--- YOUR GOAL ---
Take from the records below each line that holds "items".

--- RECORDS PROVIDED Enclosed Below ---

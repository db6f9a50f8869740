use regex::Regex;
use serde::{Deserialize, Serialize};

/// Data-sensitivity tier of a question, ordered from least to most exposed.
#[derive(Debug, Clone, Copy, PartialEq, Eq, PartialOrd, Ord, Serialize, Deserialize)]
#[serde(rename_all = "lowercase")]
pub enum Sensitivity {
	/// Aggregated or public figures.
	Low,
	/// Transactional records without personal identifiers.
	Medium,
	/// Personal data: names, contacts, tax ids.
	High,
}
impl Sensitivity {
	pub fn rank(self) -> u8 {
		match self {
			Self::Low => 0,
			Self::Medium => 1,
			Self::High => 2,
		}
	}

	pub fn as_str(self) -> &'static str {
		match self {
			Self::Low => "low",
			Self::Medium => "medium",
			Self::High => "high",
		}
	}

	pub fn parse(raw: &str) -> Option<Self> {
		match raw.trim().to_lowercase().as_str() {
			"low" => Some(Self::Low),
			"medium" => Some(Self::Medium),
			"high" => Some(Self::High),
			_ => None,
		}
	}
}

#[derive(Debug, Clone, Serialize, Deserialize)]
pub struct Classification {
	pub tier: Sensitivity,
	pub confidence: f32,
	pub rationale: String,
}
impl Classification {
	pub fn is_sensitive(&self) -> bool {
		matches!(self.tier, Sensitivity::Medium | Sensitivity::High)
	}
}

struct RuleTier {
	tier: Sensitivity,
	base_confidence: f32,
	confidence_cap: f32,
	rationale: &'static str,
	patterns: Vec<Regex>,
}

/// Pattern-based sensitivity classifier. Rules are ordered most restrictive
/// first; the first tier with at least one match wins.
pub struct Classifier {
	tiers: Vec<RuleTier>,
}

const HIGH_PATTERNS: &[&str] = &[
	r"\bcustomer\s+name\b",
	r"\bcustomer\s+[A-Za-z]\w+",
	r"\bwho\s+(bought|purchased|sold|paid)\b",
	r"\bperson\b",
	r"\bcontact\b",
	r"\bphone\b",
	r"\be-?mail\b",
	r"\btax\s+id\b",
	r"\bsupplier\s+name\b",
	r"\bsupplier\s+[A-Za-z]\w+",
	r"\brepresentative\s+name\b",
	r"\baddress\b",
];

const MEDIUM_PATTERNS: &[&str] = &[
	r"\border\s+\d+",
	r"\border\s+number\b",
	r"\binvoice\b",
	r"\bvoucher\b",
	r"\b(net|gross|total)\s+(amount|value)\b",
	r"\btransaction\b",
	r"\bpayment\b",
	r"\bpayables?\b",
	r"\breceivables?\b",
	r"\bdue\s+(date|today|this)\b",
	r"\b(fall|falls|falling)\s+due\b",
	r"\boverdue\b",
	r"\bopen\s+(items?|balance)\b",
	r"\boutstanding\s+balance\b",
	r"\bexpenses?\b",
	r"\bexpense\s+(group|subgroup)\b",
	r"\bsuppliers\b",
];

const LOW_PATTERNS: &[&str] = &[
	r"\btotal\s+sales\b",
	r"\branking\b",
	r"\baggregated?\b",
	r"\baverage\b",
	r"\bsum\b",
	r"\bcount\b",
	r"\breport\b",
	r"\bstatistics?\b",
	r"\bregion\b",
];

impl Classifier {
	pub fn new() -> Self {
		Self {
			tiers: vec![
				RuleTier {
					tier: Sensitivity::High,
					base_confidence: 0.7,
					confidence_cap: 1.0,
					rationale: "personal data identifiers",
					patterns: compile(HIGH_PATTERNS),
				},
				RuleTier {
					tier: Sensitivity::Medium,
					base_confidence: 0.6,
					confidence_cap: 0.95,
					rationale: "transactional data",
					patterns: compile(MEDIUM_PATTERNS),
				},
				RuleTier {
					tier: Sensitivity::Low,
					base_confidence: 0.5,
					confidence_cap: 0.9,
					rationale: "aggregated or public data",
					patterns: compile(LOW_PATTERNS),
				},
			],
		}
	}

	pub fn classify(&self, question: &str) -> Classification {
		if question.trim().is_empty() {
			// Ambiguous input is treated as sensitive, never as public.
			return Classification {
				tier: Sensitivity::Medium,
				confidence: 0.3,
				rationale: "empty question, defaulting to medium".to_string(),
			};
		}

		let lowered = question.to_lowercase();

		for rule in &self.tiers {
			let matches = rule.patterns.iter().filter(|p| p.is_match(&lowered)).count();

			if matches > 0 {
				let confidence = (rule.base_confidence + matches as f32 * 0.1)
					.min(rule.confidence_cap);

				return Classification {
					tier: rule.tier,
					confidence,
					rationale: format!("{} ({matches} match(es))", rule.rationale),
				};
			}
		}

		Classification {
			tier: Sensitivity::Medium,
			confidence: 0.4,
			rationale: "no clear pattern match, defaulting to medium".to_string(),
		}
	}
}
impl Default for Classifier {
	fn default() -> Self {
		Self::new()
	}
}

fn compile(patterns: &[&str]) -> Vec<Regex> {
	patterns.iter().filter_map(|p| Regex::new(p).ok()).collect()
}

#[cfg(test)]
mod tests {
	use super::*;

	#[test]
	fn personal_identifiers_classify_high() {
		let classifier = Classifier::new();
		let c = classifier.classify("What is the phone and email of customer Acme?");
		assert_eq!(c.tier, Sensitivity::High);
		assert!(c.confidence >= 0.7);
	}

	#[test]
	fn transactional_terms_classify_medium() {
		let classifier = Classifier::new();
		let c = classifier.classify("Which payables fall due on the 24th?");
		assert_eq!(c.tier, Sensitivity::Medium);
	}

	#[test]
	fn aggregates_classify_low() {
		let classifier = Classifier::new();
		let c = classifier.classify("Total sales by region this month");
		assert_eq!(c.tier, Sensitivity::Low);
	}

	#[test]
	fn high_wins_over_medium_when_both_match() {
		let classifier = Classifier::new();
		let c = classifier.classify("Which customer name has the largest overdue invoice?");
		assert_eq!(c.tier, Sensitivity::High);
	}

	#[test]
	fn unmatched_question_defaults_to_medium() {
		let classifier = Classifier::new();
		let c = classifier.classify("tell me something interesting");
		assert_eq!(c.tier, Sensitivity::Medium);
		assert!(c.confidence < 0.5);
	}

	#[test]
	fn empty_question_defaults_to_medium() {
		let classifier = Classifier::new();
		let c = classifier.classify("   ");
		assert_eq!(c.tier, Sensitivity::Medium);
		assert!((c.confidence - 0.3).abs() < f32::EPSILON);
	}

	#[test]
	fn confidence_scales_with_match_count() {
		let classifier = Classifier::new();
		let one = classifier.classify("overdue items");
		let many = classifier.classify("overdue payables with open balance and due date");
		assert!(many.confidence > one.confidence);
	}
}
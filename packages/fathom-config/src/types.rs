use serde::Deserialize;
use serde_json::{Map, Value};

#[derive(Debug, Deserialize)]
pub struct Config {
	pub service: Service,
	pub storage: Storage,
	pub providers: Providers,
	pub routing: Routing,
	pub cache: Cache,
	pub retry: Retry,
	#[serde(default)]
	pub security: Security,
}

#[derive(Debug, Deserialize)]
pub struct Service {
	pub log_level: String,
}

#[derive(Debug, Deserialize)]
pub struct Storage {
	pub warehouse: Warehouse,
	pub qdrant: Qdrant,
}

#[derive(Debug, Deserialize)]
pub struct Warehouse {
	pub dsn: String,
	/// Row-bounding dialect of the target store: "legacy-rownum" or "fetch-first".
	pub dialect: String,
	pub pool_min_conns: u32,
	pub pool_max_conns: u32,
	pub acquire_timeout_ms: u64,
	pub fetch_max_rows: u32,
}

#[derive(Debug, Deserialize)]
pub struct Qdrant {
	pub url: String,
	pub collection: String,
	pub vector_dim: u32,
	pub min_similarity: f32,
}

#[derive(Debug, Deserialize)]
pub struct Providers {
	pub sqlgen: LlmProviderConfig,
	pub answerer: LlmProviderConfig,
	pub embedding: EmbeddingProviderConfig,
}

#[derive(Debug, Deserialize)]
pub struct LlmProviderConfig {
	pub provider_id: String,
	pub api_base: String,
	pub api_key: String,
	pub path: String,
	pub model: String,
	pub temperature: f32,
	pub max_tokens: u32,
	pub timeout_ms: u64,
	pub default_headers: Map<String, Value>,
}

#[derive(Debug, Deserialize)]
pub struct EmbeddingProviderConfig {
	pub provider_id: String,
	pub api_base: String,
	pub api_key: String,
	pub path: String,
	pub model: String,
	pub dimensions: u32,
	pub timeout_ms: u64,
	pub default_headers: Map<String, Value>,
}

#[derive(Debug, Deserialize)]
pub struct Routing {
	/// Row bound enforced on generated statements without a native one.
	pub row_limit: u32,
	/// Most recent conversation turns forwarded to the generator.
	pub max_history_turns: usize,
	/// Candidate count requested from the vector store on fallback.
	pub fallback_max_results: usize,
	/// Top hits handed to the answer composer as context.
	pub context_chunks: usize,
}

#[derive(Debug, Deserialize)]
pub struct Cache {
	pub ttl_secs: u64,
}

#[derive(Debug, Default, Deserialize)]
pub struct Security {
	/// Base64 AES-256 key for knowledge-base chunks stored encrypted at
	/// rest. Absent when the collection holds plaintext only.
	pub content_key_base64: Option<String>,
}

#[derive(Debug, Deserialize, Clone)]
pub struct Retry {
	pub max_attempts: u32,
	pub base_delay_ms: u64,
	pub backoff_factor: f64,
	pub max_delay_ms: u64,
}
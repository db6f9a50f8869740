pub type Result<T, E = Error> = std::result::Result<T, E>;

#[derive(Debug, thiserror::Error)]
pub enum Error {
	#[error("Failed to read config file at {path:?}.")]
	Read { path: std::path::PathBuf, source: std::io::Error },
	#[error("Failed to parse config file at {path:?}.")]
	Parse { path: std::path::PathBuf, source: toml::de::Error },
	#[error("Unsupported warehouse dialect {dialect:?}; expected \"legacy-rownum\" or \"fetch-first\".")]
	UnknownDialect { dialect: String },
	#[error("Invalid value for {field}: {reason}.")]
	Invalid { field: &'static str, reason: &'static str },
}

impl Error {
	pub(crate) fn invalid(field: &'static str, reason: &'static str) -> Self {
		Self::Invalid { field, reason }
	}
}
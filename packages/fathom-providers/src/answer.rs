use std::time::Duration;

use reqwest::Client;
use serde_json::Value;

use crate::{Error, Result};

#[derive(Debug, Clone, PartialEq, Eq)]
pub struct Answer {
	pub text: String,
	pub tokens_used: Option<u64>,
}

/// Composes a conversational answer from retrieved knowledge-base passages.
pub async fn compose(
	cfg: &fathom_config::LlmProviderConfig,
	question: &str,
	passages: &[String],
) -> Result<Answer> {
	let client = Client::builder().timeout(Duration::from_millis(cfg.timeout_ms)).build()?;
	let url = format!("{}{}", cfg.api_base, cfg.path);
	let body = serde_json::json!({
		"model": cfg.model,
		"temperature": cfg.temperature,
		"max_tokens": cfg.max_tokens,
		"messages": build_messages(question, passages),
	});
	let res = client
		.post(url)
		.headers(crate::auth_headers(&cfg.api_key, &cfg.default_headers)?)
		.json(&body)
		.send()
		.await?;
	let json: Value = res.error_for_status()?.json().await?;
	let content = crate::chat_content(&json)
		.ok_or_else(|| Error::invalid_response("Answer response is missing content."))?;

	Ok(Answer { text: content.trim().to_string(), tokens_used: crate::usage_tokens(&json) })
}

fn build_messages(question: &str, passages: &[String]) -> Vec<Value> {
	let mut context = String::new();

	for (i, passage) in passages.iter().enumerate() {
		context.push_str(&format!("[{}] {passage}\n\n", i + 1));
	}

	let system = format!(
		"You answer business questions using only the reference passages below. \
		If the passages do not contain the answer, say you could not find it. \
		Keep the answer short and factual.\n\nReference passages:\n{context}"
	);

	vec![
		serde_json::json!({ "role": "system", "content": system }),
		serde_json::json!({ "role": "user", "content": question }),
	]
}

--- End of Enclosed RECORDS PROVIDED ---

--- EXERCISE OUTPUT ---
	r"\bopen\s+(items?|balance)\b",
		let one = classifier.classify("overdue items");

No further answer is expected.